In the past, Monk had inquired into matters solely at her behest, when she felt that an injustice was threatened or had been done.

To begin with, he caught a cab to see Mrs. Stonefield in her own home, as he had said he would. It would give him a clearer impression of her, of the family's well-being, both financial and social, and-if he were perceptive enoughalso of the relationships beneath the surface of what she had told him.

The house was on Upper George Street, on the corner of Seymour Place just east of the Edgware Road. It took him more than an hour in heavy traffic and a hard, soaking rain, from the far side of the river to arrive at the other side of Mayfair, alight, and pay the driver. It was nearly four o'clock, and the lamplighters were already out in the thickening dusk. He turned his coat collar up and crossed the footpath to knock on the front door. At this hour any formal callers would have been and gone, if indeed she were receiving callers.

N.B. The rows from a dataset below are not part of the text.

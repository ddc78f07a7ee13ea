use crate::paths::DwellPaths;
use dwell_core::config::TrackerConfig;
use dwell_core::error::{DwellError, Result};
use std::fs;
use std::path::Path;

/// Loads the tracker configuration.
///
/// Reads `path` if given, otherwise `~/.config/dwell/config.toml`.
///
/// # Returns
///
/// - `Ok(TrackerConfig)`: parsed config, or defaults when the file is
///   missing, empty, or the config directory cannot be resolved
/// - `Err(DwellError::Config)`: the file exists but cannot be read, parsed,
///   or fails validation
pub fn load_tracker_config(path: Option<&Path>) -> Result<TrackerConfig> {
    let config_path = match path {
        Some(path) => path.to_path_buf(),
        None => match DwellPaths::config_file() {
            Ok(path) => path,
            Err(err) => {
                tracing::warn!("[Config] {}; using defaults", err);
                return Ok(TrackerConfig::default());
            }
        },
    };

    if !config_path.exists() {
        tracing::debug!("[Config] No config at {:?}; using defaults", config_path);
        return Ok(TrackerConfig::default());
    }

    let content = fs::read_to_string(&config_path).map_err(|e| {
        DwellError::config(format!(
            "Failed to read config file at {:?}: {}",
            config_path, e
        ))
    })?;

    if content.trim().is_empty() {
        return Ok(TrackerConfig::default());
    }

    let config: TrackerConfig = toml::from_str(&content).map_err(|e| {
        DwellError::config(format!(
            "Failed to parse TOML from {:?}: {}",
            config_path, e
        ))
    })?;
    config.validate()?;

    tracing::info!("[Config] Loaded tracker config from {:?}", config_path);
    Ok(config)
}

/// Writes `config` as pretty TOML, creating parent directories.
pub fn save_tracker_config(config: &TrackerConfig, path: &Path) -> Result<()> {
    if let Some(parent) = path.parent() {
        fs::create_dir_all(parent)?;
    }
    let toml_string = toml::to_string_pretty(config)?;
    fs::write(path, toml_string)?;
    Ok(())
}
//! Error types for the dwell usage tracker.

use serde::{Deserialize, Serialize};
use thiserror::Error;

/// A shared error type for the whole tracker.
///
/// Variants are structured so callers can tell storage trouble apart from
/// delivery trouble without string matching. None of these ever reach the
/// end user; the tracker logs them and carries on.
#[derive(Error, Debug, Clone, PartialEq, Serialize, Deserialize)]
pub enum DwellError {
    /// IO error (file system operations)
    #[error("IO error: {message}")]
    Io { message: String },

    /// Persistent store read/write failure
    #[error("Storage error: {0}")]
    Storage(String),

    /// Serialization/deserialization error
    #[error("Serialization error: {format} - {message}")]
    Serialization {
        format: String, // "TOML", "JSON", etc.
        message: String,
    },

    /// The collector was reachable but the report call failed
    #[error("Delivery error: {0}")]
    Delivery(String),

    /// A report call did not finish within the configured timeout
    #[error("Delivery timed out after {0} ms")]
    Timeout(u64),

    /// Configuration error
    #[error("Configuration error: {0}")]
    Config(String),

    /// Operation not valid for the current session phase
    #[error("Invalid state: {0}")]
    InvalidState(String),

    /// Internal error (should not happen in normal operation)
    #[error("Internal error: {0}")]
    Internal(String),
}

impl DwellError {
    /// Creates an IO error
    pub fn io(message: impl Into<String>) -> Self {
        Self::Io {
            message: message.into(),
        }
    }

    /// Creates a Storage error
    pub fn storage(message: impl Into<String>) -> Self {
        Self::Storage(message.into())
    }

    /// Creates a Delivery error
    pub fn delivery(message: impl Into<String>) -> Self {
        Self::Delivery(message.into())
    }

    /// Creates a Config error
    pub fn config(message: impl Into<String>) -> Self {
        Self::Config(message.into())
    }

    /// Creates an Internal error
    pub fn internal(message: impl Into<String>) -> Self {
        Self::Internal(message.into())
    }

    /// Check if this is a serialization error
    pub fn is_serialization(&self) -> bool {
        matches!(self, Self::Serialization { .. })
    }

    /// Check if this error came from talking to the collector.
    pub fn is_delivery(&self) -> bool {
        matches!(self, Self::Delivery(_) | Self::Timeout(_))
    }
}

impl From<std::io::Error> for DwellError {
    fn from(err: std::io::Error) -> Self {
        Self::Io {
            message: format!("{} (kind: {:?})", err, err.kind()),
        }
    }
}

impl From<serde_json::Error> for DwellError {
    fn from(err: serde_json::Error) -> Self {
        Self::Serialization {
            format: "JSON".to_string(),
            message: err.to_string(),
        }
    }
}

impl From<toml::de::Error> for DwellError {
    fn from(err: toml::de::Error) -> Self {
        Self::Serialization {
            format: "TOML".to_string(),
            message: err.to_string(),
        }
    }
}

impl From<toml::ser::Error> for DwellError {
    fn from(err: toml::ser::Error) -> Self {
        Self::Serialization {
            format: "TOML".to_string(),
            message: err.to_string(),
        }
    }
}

/// A type alias for `Result<T, DwellError>`.
pub type Result<T> = std::result::Result<T, DwellError>;
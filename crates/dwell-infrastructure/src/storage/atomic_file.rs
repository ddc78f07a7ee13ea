//! Atomic single-file writes.
//!
//! Each persisted record lives in its own file. Writes go to a sibling temp
//! file, are fsynced, then renamed over the target, so a kill mid-write
//! leaves either the old or the new record and never a torn one.

use dwell_core::error::{DwellError, Result};
use std::fs::{self, File, OpenOptions};
use std::io::Write as IoWrite;
use std::path::{Path, PathBuf};

/// A handle to one file holding one serialized record.
pub struct AtomicFile {
    path: PathBuf,
}

impl AtomicFile {
    pub fn new(path: PathBuf) -> Self {
        Self { path }
    }

    pub fn path(&self) -> &Path {
        &self.path
    }

    /// Reads the file contents.
    ///
    /// # Returns
    ///
    /// - `Ok(Some(String))`: file present and non-empty
    /// - `Ok(None)`: file doesn't exist or is empty
    /// - `Err`: failed to read the file
    pub fn load(&self) -> Result<Option<String>> {
        if !self.path.exists() {
            return Ok(None);
        }

        let content = fs::read_to_string(&self.path)?;

        if content.trim().is_empty() {
            return Ok(None);
        }

        Ok(Some(content))
    }

    /// Replaces the file contents atomically.
    pub fn save(&self, content: &str) -> Result<()> {
        let _lock = FileLock::acquire(&self.path)?;

        if let Some(parent) = self.path.parent() {
            if !parent.exists() {
                fs::create_dir_all(parent)?;
            }
        }

        let tmp_path = self.temp_path()?;
        let mut tmp_file = File::create(&tmp_path)?;
        tmp_file.write_all(content.as_bytes())?;
        tmp_file.sync_all()?;
        drop(tmp_file);

        fs::rename(&tmp_path, &self.path)?;

        Ok(())
    }

    /// Deletes the file. Missing files are not an error.
    pub fn remove(&self) -> Result<()> {
        let _lock = FileLock::acquire(&self.path)?;
        match fs::remove_file(&self.path) {
            Ok(()) => Ok(()),
            Err(err) if err.kind() == std::io::ErrorKind::NotFound => Ok(()),
            Err(err) => Err(err.into()),
        }
    }

    fn temp_path(&self) -> Result<PathBuf> {
        let parent = self
            .path
            .parent()
            .ok_or_else(|| DwellError::io("Path has no parent directory"))?;
        let file_name = self
            .path
            .file_name()
            .ok_or_else(|| DwellError::io("Path has no file name"))?;

        let tmp_name = format!(".{}.tmp", file_name.to_string_lossy());
        Ok(parent.join(tmp_name))
    }
}

/// Exclusive lock guard; released and cleaned up on drop.
struct FileLock {
    #[allow(dead_code)]
    file: File,
    lock_path: PathBuf,
}

impl FileLock {
    fn acquire(path: &Path) -> Result<Self> {
        let lock_path = path.with_extension("lock");

        if let Some(parent) = lock_path.parent() {
            if !parent.exists() {
                fs::create_dir_all(parent)?;
            }
        }

        let file = OpenOptions::new()
            .write(true)
            .create(true)
            .truncate(false)
            .open(&lock_path)?;

        #[cfg(unix)]
        {
            use fs2::FileExt;
            file.lock_exclusive()
                .map_err(|e| DwellError::storage(format!("Failed to acquire lock: {}", e)))?;
        }

        Ok(FileLock { file, lock_path })
    }
}

impl Drop for FileLock {
    fn drop(&mut self) {
        // Unlock is automatic when the file handle is dropped
        let _ = fs::remove_file(&self.lock_path);
    }
}
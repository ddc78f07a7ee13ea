//! Host-driven signal sources.
//!
//! Platform glue (a reachability listener, the app-state callback) pushes
//! into these; the tracker reads from them through the core traits.

use async_trait::async_trait;
use dwell_core::report::ConnectivityOracle;
use dwell_core::session::{AppLifecycleEvent, AppLifecycleSource};
use tokio::sync::{broadcast, watch};

const LIFECYCLE_CHANNEL_CAPACITY: usize = 64;

/// Connectivity oracle whose answer is set by the host.
#[derive(Clone)]
pub struct ManualConnectivity {
    sender: watch::Sender<bool>,
}

impl ManualConnectivity {
    pub fn new(reachable: bool) -> Self {
        let (sender, _) = watch::channel(reachable);
        Self { sender }
    }

    /// Records a reachability change. Unchanged values do not notify
    /// watchers.
    pub fn set_reachable(&self, reachable: bool) {
        self.sender.send_if_modified(|current| {
            if *current == reachable {
                false
            } else {
                *current = reachable;
                true
            }
        });
    }
}

#[async_trait]
impl ConnectivityOracle for ManualConnectivity {
    async fn is_reachable(&self) -> bool {
        *self.sender.borrow()
    }

    fn watch(&self) -> Option<watch::Receiver<bool>> {
        Some(self.sender.subscribe())
    }
}

/// Fan-out of app lifecycle events to subscribers.
#[derive(Clone)]
pub struct BroadcastLifecycleSource {
    sender: broadcast::Sender<AppLifecycleEvent>,
}

impl BroadcastLifecycleSource {
    pub fn new() -> Self {
        let (sender, _) = broadcast::channel(LIFECYCLE_CHANNEL_CAPACITY);
        Self { sender }
    }

    /// Publishes an event. Returns the number of subscribers that saw it.
    pub fn emit(&self, event: AppLifecycleEvent) -> usize {
        self.sender.send(event).unwrap_or(0)
    }

    pub fn subscriber_count(&self) -> usize {
        self.sender.receiver_count()
    }
}

impl Default for BroadcastLifecycleSource {
    fn default() -> Self {
        Self::new()
    }
}

impl AppLifecycleSource for BroadcastLifecycleSource {
    fn subscribe(&self) -> broadcast::Receiver<AppLifecycleEvent> {
        self.sender.subscribe()
    }
}
//! HttpCollector - REST implementation of the usage collector.
//!
//! Posts one JSON body per report to `{base_url}/usage/{heartbeat|partial|close}`.
//! Each call is a single attempt; non-2xx responses are delivery errors.

use async_trait::async_trait;
use dwell_core::config::CollectorConfig;
use dwell_core::error::{DwellError, Result};
use dwell_core::report::{CloseReason, UsageCollector};
use reqwest::Client;
use serde::Serialize;
use std::time::Duration;

#[derive(Clone)]
pub struct HttpCollector {
    client: Client,
    base_url: String,
    api_token: Option<String>,
    timeout: Duration,
}

#[derive(Debug, Serialize)]
struct HeartbeatBody<'a> {
    session_id: &'a str,
}

#[derive(Debug, Serialize)]
struct PartialBody<'a> {
    session_id: &'a str,
    active_ms: u64,
}

#[derive(Debug, Serialize)]
struct CloseBody<'a> {
    session_id: &'a str,
    active_ms: u64,
    reason: CloseReason,
}

impl HttpCollector {
    pub fn new(config: &CollectorConfig, timeout: Duration) -> Self {
        Self {
            client: Client::new(),
            base_url: config.base_url.trim_end_matches('/').to_string(),
            api_token: config.api_token.clone(),
            timeout,
        }
    }

    fn endpoint(&self, operation: &str) -> String {
        format!("{}/usage/{}", self.base_url, operation)
    }

    async fn post<B: Serialize + Sync>(&self, operation: &str, body: &B) -> Result<()> {
        let url = self.endpoint(operation);

        let mut request = self.client.post(&url).json(body).timeout(self.timeout);

        if let Some(token) = &self.api_token {
            request = request.header("Authorization", format!("Bearer {}", token));
        }

        let response = request.send().await.map_err(|e| {
            if e.is_timeout() {
                DwellError::Timeout(self.timeout.as_millis() as u64)
            } else {
                DwellError::delivery(format!("Failed to send {} report: {}", operation, e))
            }
        })?;

        let status = response.status();
        if !status.is_success() {
            let error_text = response
                .text()
                .await
                .unwrap_or_else(|_| "Unknown error".to_string());
            return Err(DwellError::delivery(format!(
                "Collector error on {} ({}): {}",
                operation, status, error_text
            )));
        }

        tracing::debug!("[HttpCollector] {} accepted ({})", operation, status);
        Ok(())
    }
}

#[async_trait]
impl UsageCollector for HttpCollector {
    async fn heartbeat(&self, session_id: &str) -> Result<()> {
        self.post("heartbeat", &HeartbeatBody { session_id }).await
    }

    async fn partial(&self, session_id: &str, active_ms: u64) -> Result<()> {
        self.post(
            "partial",
            &PartialBody {
                session_id,
                active_ms,
            },
        )
        .await
    }

    async fn close(&self, session_id: &str, active_ms: u64, reason: CloseReason) -> Result<()> {
        self.post(
            "close",
            &CloseBody {
                session_id,
                active_ms,
                reason,
            },
        )
        .await
    }
}
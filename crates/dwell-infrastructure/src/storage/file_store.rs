//! Directory-backed key/value store.
//!
//! Every key maps to `<root>/<sanitized key>.json`. File operations run on
//! the blocking pool so the lifecycle engine never stalls the runtime on disk
//! I/O.

use super::atomic_file::AtomicFile;
use async_trait::async_trait;
use dwell_core::error::{DwellError, Result};
use dwell_core::store::KeyValueStore;
use std::path::{Path, PathBuf};

#[derive(Debug, Clone)]
pub struct JsonFileStore {
    root: PathBuf,
}

impl JsonFileStore {
    pub fn new(root: impl Into<PathBuf>) -> Self {
        Self { root: root.into() }
    }

    pub fn root(&self) -> &Path {
        &self.root
    }

    fn file_for(&self, key: &str) -> AtomicFile {
        let name: String = key
            .chars()
            .map(|c| {
                if c.is_ascii_alphanumeric() || matches!(c, '.' | '_' | '-') {
                    c
                } else {
                    '_'
                }
            })
            .collect();
        AtomicFile::new(self.root.join(format!("{}.json", name)))
    }

    async fn run_blocking<T, F>(&self, key: &str, op: F) -> Result<T>
    where
        T: Send + 'static,
        F: FnOnce(AtomicFile) -> Result<T> + Send + 'static,
    {
        let file = self.file_for(key);
        tokio::task::spawn_blocking(move || op(file))
            .await
            .map_err(|e| DwellError::internal(format!("Failed to join task: {}", e)))?
    }
}

#[async_trait]
impl KeyValueStore for JsonFileStore {
    async fn get(&self, key: &str) -> Result<Option<String>> {
        self.run_blocking(key, |file| file.load()).await
    }

    async fn set(&self, key: &str, value: String) -> Result<()> {
        self.run_blocking(key, move |file| file.save(&value)).await
    }

    async fn remove(&self, key: &str) -> Result<()> {
        self.run_blocking(key, |file| file.remove()).await
    }
}
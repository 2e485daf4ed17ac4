//! The `config.mira` project descriptor.

use std::fmt::Write as _;
use std::fs;
use std::path::Path;

use anyhow::{Context, Result, bail};
use mirador_model::DEFAULT_MISSING_TOKEN;

use crate::common::{DATA_FILENAME, DICTIONARY_FILENAME, GROUPS_FILENAME, ensure_parent_dir};

/// `key=value` descriptor naming the dataset files and the missing token.
#[derive(Debug, Clone, PartialEq, Eq)]
pub struct ProjectDescriptor {
    pub data_source: String,
    pub dictionary: String,
    pub groups: String,
    pub missing: String,
}

impl Default for ProjectDescriptor {
    fn default() -> Self {
        Self {
            data_source: DATA_FILENAME.to_string(),
            dictionary: DICTIONARY_FILENAME.to_string(),
            groups: GROUPS_FILENAME.to_string(),
            missing: DEFAULT_MISSING_TOKEN.to_string(),
        }
    }
}

impl ProjectDescriptor {
    pub fn with_missing(mut self, missing: impl Into<String>) -> Self {
        self.missing = missing.into();
        self
    }

    pub fn render(&self) -> String {
        let mut out = String::new();
        let _ = writeln!(out, "data.source={}", self.data_source);
        let _ = writeln!(out, "data.dictionary={}", self.dictionary);
        let _ = writeln!(out, "data.groups={}", self.groups);
        let _ = writeln!(out, "missing.string={}", self.missing);
        out
    }

    /// Parses descriptor text. Unknown keys are ignored; absent keys keep their defaults.
    pub fn parse(text: &str) -> Result<Self> {
        let mut descriptor = Self::default();
        for (idx, line) in text.lines().enumerate() {
            let line = line.trim();
            if line.is_empty() || line.starts_with('#') {
                continue;
            }
            let Some((key, value)) = line.split_once('=') else {
                bail!("line {}: expected key=value, found {line:?}", idx + 1);
            };
            let value = value.trim().to_string();
            match key.trim() {
                "data.source" => descriptor.data_source = value,
                "data.dictionary" => descriptor.dictionary = value,
                "data.groups" => descriptor.groups = value,
                "missing.string" => descriptor.missing = value,
                _ => {}
            }
        }
        Ok(descriptor)
    }

    pub fn read(path: &Path) -> Result<Self> {
        let text = fs::read_to_string(path).with_context(|| format!("read {}", path.display()))?;
        Self::parse(&text).with_context(|| format!("parse {}", path.display()))
    }

    pub fn write(&self, path: &Path) -> Result<()> {
        ensure_parent_dir(path)?;
        fs::write(path, self.render()).with_context(|| format!("write {}", path.display()))
    }
}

He shivered and turned to look back at the street. It was quiet and eminently respectable. Rows of similar windows looked out onto neat front gardens. Areaways were swept clean. Behind closed back gates would be cellar chutes for coal, dustbins, scrubbed scullery steps and back door en- trances for tradesmen and deliveries.

Was this what Angus Stonefield wanted? Or had he become suffocated by its predictability and discretion? Had his soul yearned for something wilder, more exhilarating, something that challenged the mind and disturbed the heart? And had he been prepared to sacrifice safety, the warmth of family, as its price? Had he grown to loathe being known by his neighbors, relied upon by his dependents; every day, every year mapped out before him to a decent and uneventful old age?